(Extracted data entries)
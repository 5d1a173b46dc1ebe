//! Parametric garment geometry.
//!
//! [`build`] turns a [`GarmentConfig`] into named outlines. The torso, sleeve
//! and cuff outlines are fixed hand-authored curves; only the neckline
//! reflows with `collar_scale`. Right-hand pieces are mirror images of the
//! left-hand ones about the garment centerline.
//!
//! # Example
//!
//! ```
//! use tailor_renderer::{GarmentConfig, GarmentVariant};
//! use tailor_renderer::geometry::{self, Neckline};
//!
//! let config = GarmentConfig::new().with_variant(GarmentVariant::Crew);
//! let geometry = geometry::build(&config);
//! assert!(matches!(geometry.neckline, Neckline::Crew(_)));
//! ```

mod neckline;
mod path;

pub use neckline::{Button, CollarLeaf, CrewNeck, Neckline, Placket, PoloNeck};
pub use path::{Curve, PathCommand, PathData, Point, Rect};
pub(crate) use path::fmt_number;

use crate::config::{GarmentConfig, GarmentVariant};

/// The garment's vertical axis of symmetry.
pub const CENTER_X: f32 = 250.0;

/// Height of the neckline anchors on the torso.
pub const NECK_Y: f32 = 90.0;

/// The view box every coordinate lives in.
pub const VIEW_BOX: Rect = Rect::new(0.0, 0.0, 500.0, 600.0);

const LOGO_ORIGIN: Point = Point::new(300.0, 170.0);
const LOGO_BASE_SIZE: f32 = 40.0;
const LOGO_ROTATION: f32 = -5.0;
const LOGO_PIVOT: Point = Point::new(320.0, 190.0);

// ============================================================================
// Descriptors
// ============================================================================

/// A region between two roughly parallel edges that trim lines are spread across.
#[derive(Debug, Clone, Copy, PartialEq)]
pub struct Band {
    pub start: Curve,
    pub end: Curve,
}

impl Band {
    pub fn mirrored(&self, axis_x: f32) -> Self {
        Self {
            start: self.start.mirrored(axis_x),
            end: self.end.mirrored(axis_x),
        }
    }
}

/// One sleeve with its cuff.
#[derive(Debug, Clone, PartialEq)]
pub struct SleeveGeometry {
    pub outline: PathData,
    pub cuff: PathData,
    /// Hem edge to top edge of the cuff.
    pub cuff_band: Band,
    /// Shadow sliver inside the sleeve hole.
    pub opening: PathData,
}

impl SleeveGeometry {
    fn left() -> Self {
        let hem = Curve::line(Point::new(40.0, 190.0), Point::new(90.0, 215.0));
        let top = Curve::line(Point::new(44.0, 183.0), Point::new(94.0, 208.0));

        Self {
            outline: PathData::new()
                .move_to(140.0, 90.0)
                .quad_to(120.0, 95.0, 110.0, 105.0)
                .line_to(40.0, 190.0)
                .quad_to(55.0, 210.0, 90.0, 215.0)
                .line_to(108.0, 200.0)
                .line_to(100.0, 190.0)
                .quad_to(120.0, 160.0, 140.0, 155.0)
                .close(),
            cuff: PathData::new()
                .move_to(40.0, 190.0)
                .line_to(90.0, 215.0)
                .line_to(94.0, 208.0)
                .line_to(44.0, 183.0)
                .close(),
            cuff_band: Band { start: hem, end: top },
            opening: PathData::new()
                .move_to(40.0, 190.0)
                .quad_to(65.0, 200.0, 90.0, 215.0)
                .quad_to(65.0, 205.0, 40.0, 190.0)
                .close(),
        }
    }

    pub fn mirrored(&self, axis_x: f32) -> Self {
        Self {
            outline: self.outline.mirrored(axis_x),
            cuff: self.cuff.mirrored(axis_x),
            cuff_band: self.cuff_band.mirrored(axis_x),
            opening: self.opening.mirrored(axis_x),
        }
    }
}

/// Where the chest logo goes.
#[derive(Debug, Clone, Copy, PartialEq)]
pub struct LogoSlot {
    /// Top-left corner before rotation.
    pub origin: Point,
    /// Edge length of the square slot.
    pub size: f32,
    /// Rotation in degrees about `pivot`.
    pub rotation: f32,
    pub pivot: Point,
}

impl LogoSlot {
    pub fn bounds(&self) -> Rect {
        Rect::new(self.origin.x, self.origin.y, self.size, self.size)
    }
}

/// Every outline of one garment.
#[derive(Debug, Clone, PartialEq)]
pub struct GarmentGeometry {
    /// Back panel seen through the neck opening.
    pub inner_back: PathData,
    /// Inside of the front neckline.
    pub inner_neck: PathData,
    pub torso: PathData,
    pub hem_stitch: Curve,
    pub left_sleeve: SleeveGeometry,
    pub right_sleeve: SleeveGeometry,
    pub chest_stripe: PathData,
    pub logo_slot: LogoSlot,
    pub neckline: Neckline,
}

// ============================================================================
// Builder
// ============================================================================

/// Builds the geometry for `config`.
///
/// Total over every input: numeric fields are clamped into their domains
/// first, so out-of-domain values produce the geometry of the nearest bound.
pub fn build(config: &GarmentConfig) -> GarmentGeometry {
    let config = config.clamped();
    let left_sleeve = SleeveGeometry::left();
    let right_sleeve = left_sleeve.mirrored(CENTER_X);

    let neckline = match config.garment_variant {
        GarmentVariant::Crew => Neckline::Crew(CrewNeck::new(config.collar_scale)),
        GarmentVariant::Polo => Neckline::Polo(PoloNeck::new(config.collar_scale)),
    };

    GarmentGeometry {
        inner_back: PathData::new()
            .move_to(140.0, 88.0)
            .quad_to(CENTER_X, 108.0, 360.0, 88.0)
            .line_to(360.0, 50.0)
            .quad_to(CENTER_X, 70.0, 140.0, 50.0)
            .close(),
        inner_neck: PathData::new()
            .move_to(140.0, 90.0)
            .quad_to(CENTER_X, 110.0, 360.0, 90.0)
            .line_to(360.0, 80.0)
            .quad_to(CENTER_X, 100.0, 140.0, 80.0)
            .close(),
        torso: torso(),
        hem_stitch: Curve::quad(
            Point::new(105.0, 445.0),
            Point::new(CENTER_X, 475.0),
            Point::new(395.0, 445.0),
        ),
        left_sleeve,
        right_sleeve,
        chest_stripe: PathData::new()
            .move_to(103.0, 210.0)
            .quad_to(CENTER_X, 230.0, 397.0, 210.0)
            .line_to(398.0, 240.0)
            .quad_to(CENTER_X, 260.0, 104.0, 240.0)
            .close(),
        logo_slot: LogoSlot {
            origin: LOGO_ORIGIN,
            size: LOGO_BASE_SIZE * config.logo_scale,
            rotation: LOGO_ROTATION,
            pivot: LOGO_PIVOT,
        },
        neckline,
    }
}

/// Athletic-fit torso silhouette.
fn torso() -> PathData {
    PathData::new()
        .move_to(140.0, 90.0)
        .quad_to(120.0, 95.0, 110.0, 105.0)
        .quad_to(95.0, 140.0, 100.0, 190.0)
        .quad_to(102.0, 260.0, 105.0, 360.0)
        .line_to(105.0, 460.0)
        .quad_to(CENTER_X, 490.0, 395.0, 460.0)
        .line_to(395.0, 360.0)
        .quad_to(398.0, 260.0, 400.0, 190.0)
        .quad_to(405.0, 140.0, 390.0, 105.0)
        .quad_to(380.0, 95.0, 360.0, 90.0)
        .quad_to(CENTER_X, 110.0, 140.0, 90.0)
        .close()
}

...

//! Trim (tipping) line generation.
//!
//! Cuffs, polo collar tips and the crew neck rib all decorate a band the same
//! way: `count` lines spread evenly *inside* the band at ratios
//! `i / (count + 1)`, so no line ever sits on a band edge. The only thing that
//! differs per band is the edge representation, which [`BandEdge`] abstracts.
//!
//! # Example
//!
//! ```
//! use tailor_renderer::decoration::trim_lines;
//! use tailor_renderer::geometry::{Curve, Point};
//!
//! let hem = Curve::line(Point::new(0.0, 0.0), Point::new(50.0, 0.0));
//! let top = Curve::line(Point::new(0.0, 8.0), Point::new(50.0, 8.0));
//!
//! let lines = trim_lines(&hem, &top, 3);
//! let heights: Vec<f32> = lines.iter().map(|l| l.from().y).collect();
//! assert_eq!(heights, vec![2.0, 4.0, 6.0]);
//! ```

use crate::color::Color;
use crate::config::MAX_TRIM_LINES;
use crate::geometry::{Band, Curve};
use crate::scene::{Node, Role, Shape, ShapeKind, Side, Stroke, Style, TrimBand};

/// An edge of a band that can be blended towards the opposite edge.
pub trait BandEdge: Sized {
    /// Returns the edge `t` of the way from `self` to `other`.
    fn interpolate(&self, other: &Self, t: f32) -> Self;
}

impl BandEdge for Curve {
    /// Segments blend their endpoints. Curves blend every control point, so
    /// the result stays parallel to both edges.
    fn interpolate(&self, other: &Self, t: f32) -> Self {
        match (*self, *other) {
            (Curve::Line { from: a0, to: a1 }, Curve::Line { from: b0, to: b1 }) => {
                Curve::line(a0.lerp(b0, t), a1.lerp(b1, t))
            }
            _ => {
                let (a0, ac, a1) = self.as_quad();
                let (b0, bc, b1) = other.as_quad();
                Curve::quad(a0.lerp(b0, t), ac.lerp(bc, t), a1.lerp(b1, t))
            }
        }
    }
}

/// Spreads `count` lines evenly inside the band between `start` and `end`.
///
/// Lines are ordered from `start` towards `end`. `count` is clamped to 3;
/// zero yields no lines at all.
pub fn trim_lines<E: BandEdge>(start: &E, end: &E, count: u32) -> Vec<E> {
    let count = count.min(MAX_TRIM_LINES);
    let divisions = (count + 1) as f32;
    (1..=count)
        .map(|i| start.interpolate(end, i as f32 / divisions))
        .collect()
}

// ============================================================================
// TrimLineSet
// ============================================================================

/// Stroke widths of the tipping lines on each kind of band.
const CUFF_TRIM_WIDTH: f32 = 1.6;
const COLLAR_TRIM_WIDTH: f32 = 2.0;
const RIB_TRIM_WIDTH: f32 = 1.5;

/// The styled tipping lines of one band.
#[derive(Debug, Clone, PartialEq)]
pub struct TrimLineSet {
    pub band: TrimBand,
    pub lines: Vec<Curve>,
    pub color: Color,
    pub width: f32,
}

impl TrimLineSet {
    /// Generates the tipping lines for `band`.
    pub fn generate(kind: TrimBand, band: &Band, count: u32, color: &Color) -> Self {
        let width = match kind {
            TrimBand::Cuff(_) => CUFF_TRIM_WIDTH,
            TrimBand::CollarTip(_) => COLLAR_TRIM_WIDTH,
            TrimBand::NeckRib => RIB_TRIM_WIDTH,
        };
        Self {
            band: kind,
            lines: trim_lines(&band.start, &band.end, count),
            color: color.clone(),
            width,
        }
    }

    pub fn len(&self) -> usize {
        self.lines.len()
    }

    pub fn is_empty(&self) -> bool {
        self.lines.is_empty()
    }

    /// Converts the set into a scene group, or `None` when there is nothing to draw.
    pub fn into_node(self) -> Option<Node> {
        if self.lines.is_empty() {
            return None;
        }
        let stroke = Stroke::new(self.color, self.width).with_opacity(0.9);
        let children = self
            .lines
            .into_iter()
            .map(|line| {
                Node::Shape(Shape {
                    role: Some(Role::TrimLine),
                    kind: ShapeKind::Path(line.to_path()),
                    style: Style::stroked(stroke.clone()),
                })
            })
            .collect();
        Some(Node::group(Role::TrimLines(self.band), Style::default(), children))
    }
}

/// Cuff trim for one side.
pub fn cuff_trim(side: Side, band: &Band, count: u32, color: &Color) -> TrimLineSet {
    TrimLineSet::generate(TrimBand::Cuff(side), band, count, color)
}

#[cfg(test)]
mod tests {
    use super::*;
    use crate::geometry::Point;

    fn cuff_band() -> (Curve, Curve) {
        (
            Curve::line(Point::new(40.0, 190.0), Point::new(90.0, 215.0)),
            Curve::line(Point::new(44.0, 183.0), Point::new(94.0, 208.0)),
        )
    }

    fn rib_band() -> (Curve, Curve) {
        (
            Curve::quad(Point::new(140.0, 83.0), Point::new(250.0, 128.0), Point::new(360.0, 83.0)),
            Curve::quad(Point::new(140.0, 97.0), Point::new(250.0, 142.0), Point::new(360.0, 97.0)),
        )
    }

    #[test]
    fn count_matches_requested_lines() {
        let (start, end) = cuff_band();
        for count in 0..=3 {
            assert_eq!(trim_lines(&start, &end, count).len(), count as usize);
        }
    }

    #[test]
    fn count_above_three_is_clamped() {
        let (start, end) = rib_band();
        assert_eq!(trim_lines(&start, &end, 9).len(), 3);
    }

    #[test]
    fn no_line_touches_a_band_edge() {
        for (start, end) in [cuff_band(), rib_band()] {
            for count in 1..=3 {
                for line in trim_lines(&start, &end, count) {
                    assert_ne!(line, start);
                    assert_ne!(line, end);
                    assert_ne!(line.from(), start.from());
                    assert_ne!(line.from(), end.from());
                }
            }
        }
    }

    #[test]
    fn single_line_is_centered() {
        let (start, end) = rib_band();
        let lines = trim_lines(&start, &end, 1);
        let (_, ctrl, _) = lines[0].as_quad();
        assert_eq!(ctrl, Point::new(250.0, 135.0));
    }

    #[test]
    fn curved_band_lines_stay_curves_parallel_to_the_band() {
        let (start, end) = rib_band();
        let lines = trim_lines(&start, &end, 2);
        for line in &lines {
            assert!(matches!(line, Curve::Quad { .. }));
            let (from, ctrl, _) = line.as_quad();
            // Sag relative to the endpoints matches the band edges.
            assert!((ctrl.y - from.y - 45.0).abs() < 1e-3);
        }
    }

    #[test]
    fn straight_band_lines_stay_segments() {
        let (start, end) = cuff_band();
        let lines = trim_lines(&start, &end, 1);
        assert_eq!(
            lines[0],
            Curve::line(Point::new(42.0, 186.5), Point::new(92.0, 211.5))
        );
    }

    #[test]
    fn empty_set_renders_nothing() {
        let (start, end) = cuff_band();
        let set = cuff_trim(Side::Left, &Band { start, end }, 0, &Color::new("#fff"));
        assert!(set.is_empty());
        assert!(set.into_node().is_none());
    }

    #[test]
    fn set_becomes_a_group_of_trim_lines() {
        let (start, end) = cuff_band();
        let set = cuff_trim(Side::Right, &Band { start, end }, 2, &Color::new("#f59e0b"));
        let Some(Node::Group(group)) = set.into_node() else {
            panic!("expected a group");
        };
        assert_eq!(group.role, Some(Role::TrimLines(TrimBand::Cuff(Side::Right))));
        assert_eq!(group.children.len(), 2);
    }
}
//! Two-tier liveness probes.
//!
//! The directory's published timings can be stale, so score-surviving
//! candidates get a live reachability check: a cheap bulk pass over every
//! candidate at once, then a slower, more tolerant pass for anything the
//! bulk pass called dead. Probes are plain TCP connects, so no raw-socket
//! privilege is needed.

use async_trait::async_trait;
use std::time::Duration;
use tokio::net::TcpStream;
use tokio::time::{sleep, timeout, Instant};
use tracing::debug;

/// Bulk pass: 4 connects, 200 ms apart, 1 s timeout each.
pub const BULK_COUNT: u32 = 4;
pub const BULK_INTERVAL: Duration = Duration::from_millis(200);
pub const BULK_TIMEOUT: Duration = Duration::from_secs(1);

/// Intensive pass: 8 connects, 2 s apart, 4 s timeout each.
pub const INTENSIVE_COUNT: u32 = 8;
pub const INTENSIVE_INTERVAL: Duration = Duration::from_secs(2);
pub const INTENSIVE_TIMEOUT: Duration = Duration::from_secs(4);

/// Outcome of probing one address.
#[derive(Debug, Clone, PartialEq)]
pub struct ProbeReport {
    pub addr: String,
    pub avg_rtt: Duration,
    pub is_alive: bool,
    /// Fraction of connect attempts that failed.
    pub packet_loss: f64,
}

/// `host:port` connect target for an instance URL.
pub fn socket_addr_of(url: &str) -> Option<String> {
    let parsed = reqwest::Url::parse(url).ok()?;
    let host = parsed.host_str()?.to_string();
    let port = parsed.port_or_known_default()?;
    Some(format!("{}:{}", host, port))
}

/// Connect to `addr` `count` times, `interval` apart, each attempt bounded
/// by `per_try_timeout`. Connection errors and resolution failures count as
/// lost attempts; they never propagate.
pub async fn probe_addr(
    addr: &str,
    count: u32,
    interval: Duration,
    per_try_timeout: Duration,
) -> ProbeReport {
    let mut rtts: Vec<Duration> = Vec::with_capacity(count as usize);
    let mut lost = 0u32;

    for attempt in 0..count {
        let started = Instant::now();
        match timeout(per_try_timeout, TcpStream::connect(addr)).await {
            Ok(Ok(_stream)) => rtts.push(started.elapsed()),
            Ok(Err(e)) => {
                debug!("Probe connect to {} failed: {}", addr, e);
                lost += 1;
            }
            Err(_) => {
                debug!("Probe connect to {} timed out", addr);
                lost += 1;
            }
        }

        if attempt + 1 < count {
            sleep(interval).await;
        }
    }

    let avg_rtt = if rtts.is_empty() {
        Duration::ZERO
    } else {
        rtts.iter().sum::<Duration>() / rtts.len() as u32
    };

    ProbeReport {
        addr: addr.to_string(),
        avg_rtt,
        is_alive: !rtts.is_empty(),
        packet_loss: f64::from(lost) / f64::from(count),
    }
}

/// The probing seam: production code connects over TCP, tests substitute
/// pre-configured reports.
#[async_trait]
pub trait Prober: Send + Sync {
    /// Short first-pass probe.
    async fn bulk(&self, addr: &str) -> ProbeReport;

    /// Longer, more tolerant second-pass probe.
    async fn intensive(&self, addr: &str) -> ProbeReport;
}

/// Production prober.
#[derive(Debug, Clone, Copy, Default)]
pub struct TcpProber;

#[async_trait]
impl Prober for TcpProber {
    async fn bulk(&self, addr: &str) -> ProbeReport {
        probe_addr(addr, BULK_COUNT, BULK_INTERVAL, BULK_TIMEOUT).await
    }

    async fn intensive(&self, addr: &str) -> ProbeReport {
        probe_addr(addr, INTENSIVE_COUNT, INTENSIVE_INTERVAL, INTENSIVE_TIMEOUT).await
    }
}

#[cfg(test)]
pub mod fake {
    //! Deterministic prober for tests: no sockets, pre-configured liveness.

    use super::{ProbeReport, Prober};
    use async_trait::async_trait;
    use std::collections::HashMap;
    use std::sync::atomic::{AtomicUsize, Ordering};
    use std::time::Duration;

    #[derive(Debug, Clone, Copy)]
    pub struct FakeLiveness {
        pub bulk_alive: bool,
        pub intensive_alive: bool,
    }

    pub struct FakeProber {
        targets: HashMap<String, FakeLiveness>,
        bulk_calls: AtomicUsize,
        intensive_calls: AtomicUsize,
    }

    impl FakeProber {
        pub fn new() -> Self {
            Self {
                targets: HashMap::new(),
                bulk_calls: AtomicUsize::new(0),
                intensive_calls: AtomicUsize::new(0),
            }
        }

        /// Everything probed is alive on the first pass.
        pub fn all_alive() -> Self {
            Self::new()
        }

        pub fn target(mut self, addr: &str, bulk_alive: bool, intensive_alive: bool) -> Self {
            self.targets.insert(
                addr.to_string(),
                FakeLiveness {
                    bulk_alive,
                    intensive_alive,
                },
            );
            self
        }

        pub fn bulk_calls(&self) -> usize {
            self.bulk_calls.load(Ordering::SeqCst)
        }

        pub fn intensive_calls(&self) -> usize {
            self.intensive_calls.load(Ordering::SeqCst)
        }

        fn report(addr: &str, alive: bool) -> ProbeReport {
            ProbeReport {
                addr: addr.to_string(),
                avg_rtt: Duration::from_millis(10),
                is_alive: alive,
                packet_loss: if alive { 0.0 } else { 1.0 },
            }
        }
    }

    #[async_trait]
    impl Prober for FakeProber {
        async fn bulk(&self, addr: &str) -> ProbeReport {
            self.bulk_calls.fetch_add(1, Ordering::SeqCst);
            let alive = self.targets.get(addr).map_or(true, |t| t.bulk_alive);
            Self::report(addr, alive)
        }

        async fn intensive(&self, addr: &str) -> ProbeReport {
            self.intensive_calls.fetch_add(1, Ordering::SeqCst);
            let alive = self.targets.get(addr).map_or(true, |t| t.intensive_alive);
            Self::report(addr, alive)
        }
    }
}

§ EXERCISE
Give the number of lines in the entries that hold the string "FakeProber", and add nothing else.

§ RESPONSE TO THE EXERCISE
3